▶ _Work to complete_
What number of lines in the entries hold the string "ProgressBar"? Answer with it alone.

_ _ _

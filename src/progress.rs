use std::time::Duration;

use indicatif::{ProgressBar, ProgressStyle};

/// Counter bar for one parallel phase; workers `inc(1)` as units finish.
pub fn phase_bar(len: u64, label: &str) -> ProgressBar {
    let bar = ProgressBar::new(len);
    bar.set_style(
        ProgressStyle::with_template(
            "[{elapsed_precise}]  [{bar:40.cyan/bright-black}] {pos}/{len}  {msg}",
        )
        .unwrap()
        .progress_chars("#>-"),
    );
    bar.set_message(label.to_string());
    bar
}

/// Spinner for the detection stages (no unit count to report).
pub fn detection_spinner(label: &str) -> ProgressBar {
    let spinner = ProgressBar::new_spinner();
    spinner.enable_steady_tick(Duration::from_millis(80));
    spinner.set_style(
        ProgressStyle::with_template("{spinner} {msg}")
            .unwrap()
            .tick_strings(&["-", "\\", "|", "/"]),
    );
    spinner.set_message(label.to_string());
    spinner
}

_ _ _

▶ _Reply to the task_
5